Syarat Pengambilan Sisa Panjar Biaya Perkara
Pengambilan sisa panjar perkara perdata dilakukan setelah putusan dibacakan dan biaya perkara terhitung selesai. Berikut prosedur dan syarat umumnya:
Syarat Utama
- Putusan perkara telah dibacakan dalam sidang terbuka.
- Pihak yang mengambil adalah penggugat/pemohon atau kuasa hukum yang sah (dengan surat kuasa resmi).
- Membawa identitas asli dan fotokopi (KTP, SIM, atau NPWP).
- Beberapa pengadilan membutuhkan surat permohonan atau bukti pembayaran panjar awal (kwitansi).
Prosedur Umum
1. Setelah pembacaan putusan: Ketua majelis hakim akan menginformasikan tentang sisa panjar dan arahkan ke kasir perdata atau meja PTSP pengadilan.

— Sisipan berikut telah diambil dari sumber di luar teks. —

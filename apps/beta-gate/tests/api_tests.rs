//! Integration tests for the Beta Gate HTTP surface.
//!
//! Uses axum-test to drive the full router (gate middleware, issuance
//! endpoint, landing page and a downstream application) without starting a
//! real server. Configuration is resolved from an in-memory environment map,
//! so no test touches the process environment.

#![allow(clippy::unwrap_used, clippy::panic)]

use axum::{
    Router,
    http::{HeaderValue, StatusCode, header},
    routing::get,
};
use axum_test::{TestResponse, TestServer};
use beta_gate::{
    api::{AppState, BetaAuthForm, HealthResponse, create_router, static_site},
    config::{AppConfig, FileConfig},
};
use beta_gate_core::{AccessClaims, CredentialVerifier, GateError, JwtCredentials, SharedSecret};
use std::collections::HashMap;
use std::sync::Arc;
use std::time::{SystemTime, UNIX_EPOCH};

const SECRET: &str = "integration-test-secret";
const PASSWORD: &str = "open sesame";

// =============================================================================
// HELPER FUNCTIONS
// =============================================================================

fn now() -> u64 {
    SystemTime::now()
        .duration_since(UNIX_EPOCH)
        .unwrap()
        .as_secs()
}

fn config_with(pairs: &[(&str, &str)]) -> AppConfig {
    let mut env: HashMap<String, String> = HashMap::from([
        ("BETA_GATE_SECRET".to_string(), SECRET.to_string()),
        ("BETA_GATE_PASSWORD".to_string(), PASSWORD.to_string()),
    ]);
    for (k, v) in pairs {
        env.insert(k.to_string(), v.to_string());
    }
    AppConfig::resolve(FileConfig::default(), move |key| env.get(key).cloned()).unwrap()
}

/// Stand-in for the protected application.
fn downstream() -> Router {
    Router::new()
        .route("/", get(|| async { "home" }))
        .route("/gear.html", get(|| async { "gear hire" }))
        .route("/dashboard.html", get(|| async { "dashboard" }))
        .route("/admin.html", get(|| async { "admin" }))
}

fn server_with(config: AppConfig) -> TestServer {
    TestServer::new(create_router(AppState::new(config), downstream())).unwrap()
}

fn create_test_server() -> TestServer {
    server_with(config_with(&[]))
}

fn valid_token() -> String {
    JwtCredentials::new()
        .issue(&SharedSecret::new(SECRET), now(), 3600)
        .unwrap()
}

fn cookie_header(token: &str) -> HeaderValue {
    format!("theme=dark; BETA_ACCESS_TOKEN={}", token)
        .parse()
        .unwrap()
}

fn location(response: &TestResponse) -> Option<String> {
    response
        .headers()
        .get(header::LOCATION)
        .and_then(|v| v.to_str().ok())
        .map(str::to_string)
}

fn set_cookies(response: &TestResponse) -> Vec<String> {
    response
        .headers()
        .get_all(header::SET_COOKIE)
        .iter()
        .filter_map(|v| v.to_str().ok())
        .map(str::to_string)
        .collect()
}

// =============================================================================
// GATE SCENARIOS
// =============================================================================

#[tokio::test]
async fn test_gated_page_without_cookie_redirects() {
    let server = create_test_server();

    let response = server.get("/gear.html").await;

    response.assert_status(StatusCode::FOUND);
    assert_eq!(location(&response).as_deref(), Some("/beta-gate"));
    assert!(set_cookies(&response).is_empty(), "nothing to clear");
}

#[tokio::test]
async fn test_issuance_endpoint_is_public() {
    let server = create_test_server();

    // Reaches the handler (wrong password) instead of the gate redirect.
    let response = server
        .post("/api/beta-auth")
        .form(&BetaAuthForm {
            password: "nope".into(),
        })
        .await;

    response.assert_status(StatusCode::SEE_OTHER);
    assert_eq!(
        location(&response).as_deref(),
        Some("/beta-gate?error=invalid")
    );
}

#[tokio::test]
async fn test_valid_cookie_forwards() {
    let server = create_test_server();

    let response = server
        .get("/dashboard.html")
        .add_header(header::COOKIE, cookie_header(&valid_token()))
        .await;

    response.assert_status_ok();
    assert_eq!(response.text(), "dashboard");
    assert!(set_cookies(&response).is_empty());
}

#[tokio::test]
async fn test_wrong_secret_cookie_redirects_and_clears() {
    let server = create_test_server();
    let forged = JwtCredentials::new()
        .issue(&SharedSecret::new("not-the-secret"), now(), 3600)
        .unwrap();

    let response = server
        .get("/dashboard.html")
        .add_header(header::COOKIE, cookie_header(&forged))
        .await;

    response.assert_status(StatusCode::FOUND);
    assert_eq!(location(&response).as_deref(), Some("/beta-gate"));
    let cookies = set_cookies(&response);
    assert_eq!(cookies.len(), 1);
    assert!(cookies[0].starts_with("BETA_ACCESS_TOKEN=;"));
    assert!(cookies[0].contains("Max-Age=0"));
}

#[tokio::test]
async fn test_expired_cookie_redirects_and_clears() {
    let server = create_test_server();
    let expired = JwtCredentials::new()
        .issue(&SharedSecret::new(SECRET), now() - 7200, 60)
        .unwrap();

    let response = server
        .get("/gear.html")
        .add_header(header::COOKIE, cookie_header(&expired))
        .await;

    response.assert_status(StatusCode::FOUND);
    assert_eq!(set_cookies(&response).len(), 1);
}

#[tokio::test]
async fn test_malformed_cookie_redirects_and_clears() {
    let server = create_test_server();

    let response = server
        .get("/gear.html")
        .add_header(header::COOKIE, cookie_header("garbage"))
        .await;

    response.assert_status(StatusCode::FOUND);
    assert_eq!(set_cookies(&response).len(), 1);
}

#[tokio::test]
async fn test_non_ascii_sibling_cookie_does_not_hide_credential() {
    let server = create_test_server();
    let mut raw = b"name=Jos\xe9; BETA_ACCESS_TOKEN=".to_vec();
    raw.extend_from_slice(valid_token().as_bytes());

    let response = server
        .get("/gear.html")
        .add_header(header::COOKIE, HeaderValue::from_bytes(&raw).unwrap())
        .await;

    response.assert_status_ok();
    assert_eq!(response.text(), "gear hire");
    assert!(set_cookies(&response).is_empty());
}

#[tokio::test]
async fn test_non_utf8_credential_redirects_and_clears() {
    let server = create_test_server();

    let response = server
        .get("/gear.html")
        .add_header(
            header::COOKIE,
            HeaderValue::from_bytes(b"theme=dark; BETA_ACCESS_TOKEN=\xe9t\xe9").unwrap(),
        )
        .await;

    response.assert_status(StatusCode::FOUND);
    assert_eq!(location(&response).as_deref(), Some("/beta-gate"));
    assert_eq!(set_cookies(&response).len(), 1);
}

#[tokio::test]
async fn test_root_public_prefix_does_not_open_the_gate() {
    let server = server_with(config_with(&[("BETA_GATE_PUBLIC_PATHS", "/")]));

    let response = server.get("/gear.html").await;

    response.assert_status(StatusCode::FOUND);
    assert_eq!(location(&response).as_deref(), Some("/beta-gate"));
}

#[tokio::test]
async fn test_disabled_gate_forwards() {
    let server = server_with(config_with(&[("BETA_GATE_ENABLED", "false")]));

    let response = server.get("/admin.html").await;

    response.assert_status_ok();
    assert_eq!(response.text(), "admin");
}

#[tokio::test]
async fn test_unknown_path_is_gated_before_404() {
    let server = create_test_server();

    let response = server.get("/does-not-exist").await;

    response.assert_status(StatusCode::FOUND);
}

#[tokio::test]
async fn test_health_is_gated() {
    let server = create_test_server();

    server.get("/health").await.assert_status(StatusCode::FOUND);

    let response = server
        .get("/health")
        .add_header(header::COOKIE, cookie_header(&valid_token()))
        .await;
    response.assert_status_ok();
    let health: HealthResponse = response.json();
    assert_eq!(health.status, "ok");
    assert!(health.gate_enabled);
    assert_eq!(health.version, env!("CARGO_PKG_VERSION"));
}

// =============================================================================
// FAIL-CLOSED WITH A BROKEN VERIFIER
// =============================================================================

struct PanickingVerifier;

impl CredentialVerifier for PanickingVerifier {
    fn verify(&self, _: &str, _: &SharedSecret) -> Result<AccessClaims, GateError> {
        panic!("verifier blew up")
    }
}

struct FailingVerifier;

impl CredentialVerifier for FailingVerifier {
    fn verify(&self, _: &str, _: &SharedSecret) -> Result<AccessClaims, GateError> {
        Err(GateError::Verifier("backend unavailable".into()))
    }
}

#[tokio::test]
async fn test_verifier_failures_fail_closed() {
    let verifiers: [Arc<dyn CredentialVerifier>; 2] =
        [Arc::new(PanickingVerifier), Arc::new(FailingVerifier)];

    for verifier in verifiers {
        let state = AppState::with_verifier(config_with(&[]), verifier);
        let server = TestServer::new(create_router(state, downstream())).unwrap();

        let response = server
            .get("/dashboard.html")
            .add_header(header::COOKIE, cookie_header(&valid_token()))
            .await;

        response.assert_status(StatusCode::FOUND);
        assert_eq!(location(&response).as_deref(), Some("/beta-gate"));
        assert_eq!(set_cookies(&response).len(), 1);
    }
}

// =============================================================================
// ISSUANCE
// =============================================================================

#[tokio::test]
async fn test_correct_password_issues_usable_cookie() {
    let server = create_test_server();

    let response = server
        .post("/api/beta-auth")
        .form(&BetaAuthForm {
            password: PASSWORD.into(),
        })
        .await;

    response.assert_status(StatusCode::SEE_OTHER);
    assert_eq!(location(&response).as_deref(), Some("/"));

    let cookies = set_cookies(&response);
    assert_eq!(cookies.len(), 1);
    assert!(cookies[0].contains("HttpOnly"));
    let token = cookies[0]
        .strip_prefix("BETA_ACCESS_TOKEN=")
        .and_then(|rest| rest.split(';').next())
        .unwrap()
        .to_string();

    let response = server
        .get("/gear.html")
        .add_header(header::COOKIE, cookie_header(&token))
        .await;
    response.assert_status_ok();
    assert_eq!(response.text(), "gear hire");
}

#[tokio::test]
async fn test_wrong_password_sets_no_cookie() {
    let server = create_test_server();

    let response = server
        .post("/api/beta-auth")
        .form(&BetaAuthForm {
            password: "open sesam".into(),
        })
        .await;

    response.assert_status(StatusCode::SEE_OTHER);
    assert!(set_cookies(&response).is_empty());
}

#[tokio::test]
async fn test_issuance_disabled_without_password() {
    let config = AppConfig::resolve(FileConfig::default(), |key| {
        (key == "BETA_GATE_SECRET").then(|| SECRET.to_string())
    })
    .unwrap();
    let server = server_with(config);

    let response = server
        .post("/api/beta-auth")
        .form(&BetaAuthForm {
            password: "anything".into(),
        })
        .await;

    response.assert_status(StatusCode::SERVICE_UNAVAILABLE);
}

#[tokio::test]
async fn test_issuance_rate_limited() {
    let server = server_with(config_with(&[("BETA_GATE_RATE_LIMIT", "1")]));
    let form = BetaAuthForm {
        password: "guess".into(),
    };

    server
        .post("/api/beta-auth")
        .form(&form)
        .await
        .assert_status(StatusCode::SEE_OTHER);
    server
        .post("/api/beta-auth")
        .form(&form)
        .await
        .assert_status(StatusCode::TOO_MANY_REQUESTS);
}

#[tokio::test]
async fn test_secure_cookie_attribute() {
    let server = server_with(config_with(&[("BETA_GATE_SECURE_COOKIE", "true")]));

    let response = server
        .post("/api/beta-auth")
        .form(&BetaAuthForm {
            password: PASSWORD.into(),
        })
        .await;

    let cookies = set_cookies(&response);
    assert_eq!(cookies.len(), 1);
    assert!(cookies[0].ends_with("; Secure"));
}

// =============================================================================
// LANDING PAGE & STATIC EXEMPTION
// =============================================================================

#[tokio::test]
async fn test_landing_page_is_public() {
    let server = create_test_server();

    let response = server.get("/beta-gate").await;

    response.assert_status_ok();
    let html = response.text();
    assert!(html.contains(r#"action="/api/beta-auth""#));
    assert!(!html.contains("didn't work"));
}

#[tokio::test]
async fn test_landing_page_shows_error() {
    let server = create_test_server();

    let response = server.get("/beta-gate?error=invalid").await;

    response.assert_status_ok();
    assert!(response.text().contains("didn't work"));
}

#[tokio::test]
async fn test_favicon_is_public() {
    let server = create_test_server();

    let response = server.get("/favicon.svg").await;

    response.assert_status_ok();
    assert_eq!(
        response
            .headers()
            .get(header::CONTENT_TYPE)
            .and_then(|v| v.to_str().ok()),
        Some("image/svg+xml")
    );
}

#[tokio::test]
async fn test_static_site_behind_gate() {
    let dir = tempfile::tempdir().unwrap();
    std::fs::write(dir.path().join("index.html"), "<h1>members</h1>").unwrap();
    std::fs::write(dir.path().join("gear.html"), "<h1>gear</h1>").unwrap();

    let router = create_router(AppState::new(config_with(&[])), static_site(dir.path()));
    let server = TestServer::new(router).unwrap();

    server.get("/gear.html").await.assert_status(StatusCode::FOUND);

    let response = server
        .get("/gear.html")
        .add_header(header::COOKIE, cookie_header(&valid_token()))
        .await;
    response.assert_status_ok();
    assert_eq!(response.text(), "<h1>gear</h1>");
}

2. Kunjungi kasir/PTSP: Beritahu nomor perkara kepada petugas untuk memeriksa rincian penggunaan panjar.
3. Verifikasi data: Tunjukkan identitas dan dokumen pendukung yang diminta.
4. Terima kwitansi dan uang: Petugas akan membuat kwitansi pengembalian sisa panjar, yang kemudian ditandatangani oleh pihak yang mengambil sebelum menerima uang.
5. Pengambilan melalui transfer (pada beberapa pengadilan): Jika rekening terdaftar saat pendaftaran perkara sesuai dengan nama penggugat, sisa panjar bisa ditransfer tanpa datang langsung.
Catatan Penting
- Waktu batas: Sisa panjar harus diambil dalam 6 bulan sejak tanggal putusan atau tanggal surat pemberitahuan (jika tidak hadir di sidang). Jika melewati batas, uang akan disetor ke kas negara sebagai PNBP.
- Perbedaan prosedur: Beberapa pengadilan memiliki sistem online untuk mengecek sisa panjar (misal PN Bangkinang dengan situs sipanjar.pn-bangkinang.go.id ) atau membutuhkan formulir khusus. Disarankan cek terlebih dahulu ke pengadilan yang menangani perkara.